As I’ve been saying for more than a decade now, limerence is an addiction, the mother of all addictions. Why do we get addicted? A large part of my clinical practice is working with addictions, a term by the way I dislike intensely as its shaming and judgemental and does not help the person being labelled as such. I’m more interested in the why? Beneath. Why is this person using this distraction? What are they avoiding dealing within their own lives? And its usually a distraction from feeling deeper and often long buried feelings.
There is a lot of good understanding on addictions and breaking the habit through behavioural modifications. That said, to make permanent change to loosen the grip of any behaviour that is designed to take us away from uncomfortable feelings is going to fail in the longer term unless we address the route cause. So yes, behavioural modifications are initially useful to break the addictive obsessive loops we get caught up in with limerence. To get real healing takes work at exploring our deeper parts.
All emotional trauma is relational, and all healing is relational. That is why joining an online community can be so helpful. Even better is meeting up either virtually via zoom calls as a group or in person with a group for support. And even better, is individual coaching and therapy. All these are available through the limerence.net support community.
And lastly, why the anonymity?
At the core of so much of the work I do as a psychotherapist is helping people identify and get to the core of themselves. What we call the True Self. We shut off from our cores by developing different personas (which means masks and is where the word personality comes from) to protect ourselves. Clients never come in asking to work on their shame, however shame is always in the air, sometimes near and sometimes afar.
I used to hold so much shame myself, having grown up in a dysfunction family where my needs were negated. Limerence initially caused me massive shame and I recently made a video on the topic of limerence and shame. You can watch it here.

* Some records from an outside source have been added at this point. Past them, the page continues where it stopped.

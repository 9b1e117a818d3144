// SPDX-License-Identifier: BUSL-1.1
// Copyright (c) 2026 Alfred Jean LLC

//! Bounded LRU cache for rendered template results.
//!
//! Eviction is capacity-driven only; freshness is handled externally by
//! explicit `clear` calls on publish events. Individual operations are
//! atomic, but callers' get-then-put sequences are not: a race costs a
//! redundant recomputation, never corruption, since puts for the same key
//! within one render cycle are idempotent.

use crate::key::CacheKey;
use indexmap::IndexMap;
use parking_lot::Mutex;
use tracing::warn;

/// Default capacity of the rendered-result cache.
pub const DEFAULT_CAPACITY: usize = 1000;

/// Shared LRU cache from composite keys to rendered byte sequences.
#[derive(Debug)]
pub struct TemplateCache {
    inner: Mutex<Inner>,
}

#[derive(Debug)]
struct Inner {
    // Insertion order doubles as recency order: front is least recent.
    entries: IndexMap<CacheKey, Vec<u8>>,
    capacity: usize,
}

impl TemplateCache {
    /// Create a cache with the default capacity.
    pub fn new() -> Self {
        Self::with_capacity(DEFAULT_CAPACITY)
    }

    /// Create a cache bounded to `capacity` entries (minimum 1).
    pub fn with_capacity(capacity: usize) -> Self {
        Self {
            inner: Mutex::new(Inner {
                entries: IndexMap::new(),
                capacity: capacity.max(1),
            }),
        }
    }

    /// Look up a rendered result, refreshing its recency on a hit.
    pub fn get(&self, key: &CacheKey) -> Option<Vec<u8>> {
        if Self::reject(key) {
            return None;
        }
        let mut inner = self.inner.lock();
        let value = inner.entries.shift_remove(key)?;
        inner.entries.insert(key.clone(), value.clone());
        Some(value)
    }

    /// Store a rendered result, evicting the least-recently-used entry
    /// when at capacity.
    pub fn put(&self, key: CacheKey, bytes: Vec<u8>) {
        if Self::reject(&key) {
            return;
        }
        let mut inner = self.inner.lock();
        inner.entries.shift_remove(&key);
        if inner.entries.len() >= inner.capacity {
            inner.entries.shift_remove_index(0);
        }
        inner.entries.insert(key, bytes);
    }

    /// True if a result is cached under this key. Does not refresh recency.
    pub fn has(&self, key: &CacheKey) -> bool {
        if Self::reject(key) {
            return false;
        }
        self.inner.lock().entries.contains_key(key)
    }

    /// Drop the entry for one key, if present.
    pub fn clear(&self, key: &CacheKey) {
        self.inner.lock().entries.shift_remove(key);
    }

    /// Drop every entry.
    pub fn clear_all(&self) {
        self.inner.lock().entries.clear();
    }

    /// Number of cached entries.
    pub fn len(&self) -> usize {
        self.inner.lock().entries.len()
    }

    /// True if nothing is cached.
    pub fn is_empty(&self) -> bool {
        self.inner.lock().entries.is_empty()
    }

    // Degenerate keys would alias unrelated renders; treat them as misses.
    fn reject(key: &CacheKey) -> bool {
        if key.is_degenerate() {
            warn!(%key, "rejecting degenerate cache key");
            true
        } else {
            false
        }
    }
}

impl Default for TemplateCache {
    fn default() -> Self {
        Self::new()
    }
}

#[cfg(test)]
#[path = "store_tests.rs"]
mod tests;
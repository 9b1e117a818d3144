// SPDX-License-Identifier: BUSL-1.1
// Copyright (c) 2026 Alfred Jean LLC

//! File access seam and the parsed-document cache.
//!
//! The engine reads template files through `VfsProvider`, so the
//! backing store (a real VFS, a directory on disk, an in-memory map for
//! tests) is the host's choice.

use crate::document::ContentDocument;
use crate::error::TemplateError;
use parking_lot::{Mutex, RwLock};
use std::collections::HashMap;
use std::path::PathBuf;
use std::sync::Arc;

/// Read access to template files.
pub trait VfsProvider: Send + Sync {
    /// Read a file's bytes. Missing files are `TemplateError::NotFound`.
    fn read(&self, path: &str) -> Result<Vec<u8>, TemplateError>;
}

/// In-memory file map. Clones share the same backing map, so a test can
/// keep a handle and change files after handing the VFS to an engine.
#[derive(Debug, Clone, Default)]
pub struct MemoryVfs {
    files: Arc<RwLock<HashMap<String, Vec<u8>>>>,
}

impl MemoryVfs {
    pub fn new() -> Self {
        Self::default()
    }

    /// Add or replace a file.
    pub fn insert(&self, path: impl Into<String>, bytes: impl Into<Vec<u8>>) {
        self.files.write().insert(path.into(), bytes.into());
    }

    /// Remove a file.
    pub fn remove(&self, path: &str) {
        self.files.write().remove(path);
    }
}

impl VfsProvider for MemoryVfs {
    fn read(&self, path: &str) -> Result<Vec<u8>, TemplateError> {
        self.files
            .read()
            .get(path)
            .cloned()
            .ok_or_else(|| TemplateError::NotFound(path.to_string()))
    }
}

/// Directory-backed provider. Paths are resolved relative to the root;
/// a leading `/` is stripped so VFS-style absolute paths work.
#[derive(Debug, Clone)]
pub struct DiskVfs {
    root: PathBuf,
}

impl DiskVfs {
    pub fn new(root: impl Into<PathBuf>) -> Self {
        Self { root: root.into() }
    }
}

impl VfsProvider for DiskVfs {
    fn read(&self, path: &str) -> Result<Vec<u8>, TemplateError> {
        let full = self.root.join(path.trim_start_matches('/'));
        std::fs::read(&full).map_err(|err| {
            if err.kind() == std::io::ErrorKind::NotFound {
                TemplateError::NotFound(path.to_string())
            } else {
                TemplateError::Io {
                    path: path.to_string(),
                    message: err.to_string(),
                }
            }
        })
    }
}

/// Cache of parsed, first-pass-processed documents keyed by file name.
///
/// Owned by the engine and passed by reference — never ambient state.
/// Documents are shared immutably; rendering clones its own working
/// copy.
#[derive(Debug, Default)]
pub struct DocumentCache {
    inner: Mutex<HashMap<String, Arc<ContentDocument>>>,
}

impl DocumentCache {
    pub fn new() -> Self {
        Self::default()
    }

    /// Look up a parsed document.
    pub fn get(&self, file: &str) -> Option<Arc<ContentDocument>> {
        self.inner.lock().get(file).cloned()
    }

    /// Store a parsed document.
    pub fn insert(&self, file: impl Into<String>, doc: Arc<ContentDocument>) {
        self.inner.lock().insert(file.into(), doc);
    }

    /// Drop the entry for one file, if present. Called on render
    /// failures so a transient error cannot pin a stale parse.
    pub fn evict(&self, file: &str) {
        self.inner.lock().remove(file);
    }

    /// Drop every entry.
    pub fn clear(&self) {
        self.inner.lock().clear();
    }

    /// Number of cached documents.
    pub fn len(&self) -> usize {
        self.inner.lock().len()
    }

    /// True if nothing is cached.
    pub fn is_empty(&self) -> bool {
        self.inner.lock().is_empty()
    }
}

#[cfg(test)]
#[path = "vfs_tests.rs"]
mod tests;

I’ve learned that the antidote to shame is light, in other words we have to be willing to show those parts of us that we feel shame about and its why I decided to go public with my own limerence. It was only by doing my deeper work that I was able to do that. And yes there are risks in doing this. It meant that anything I talked about in my writings were open to be read by my wife Ruth. So its forced me to be honest with her. And that’s helped our marriage immeasurably, although it’s not always been plane sailing!
And that’s why I believe someone would hide themselves. Perhaps they are still feeling too much shame around their own limerence? And of course, all this is conjecture, perhaps they are not really a doctor?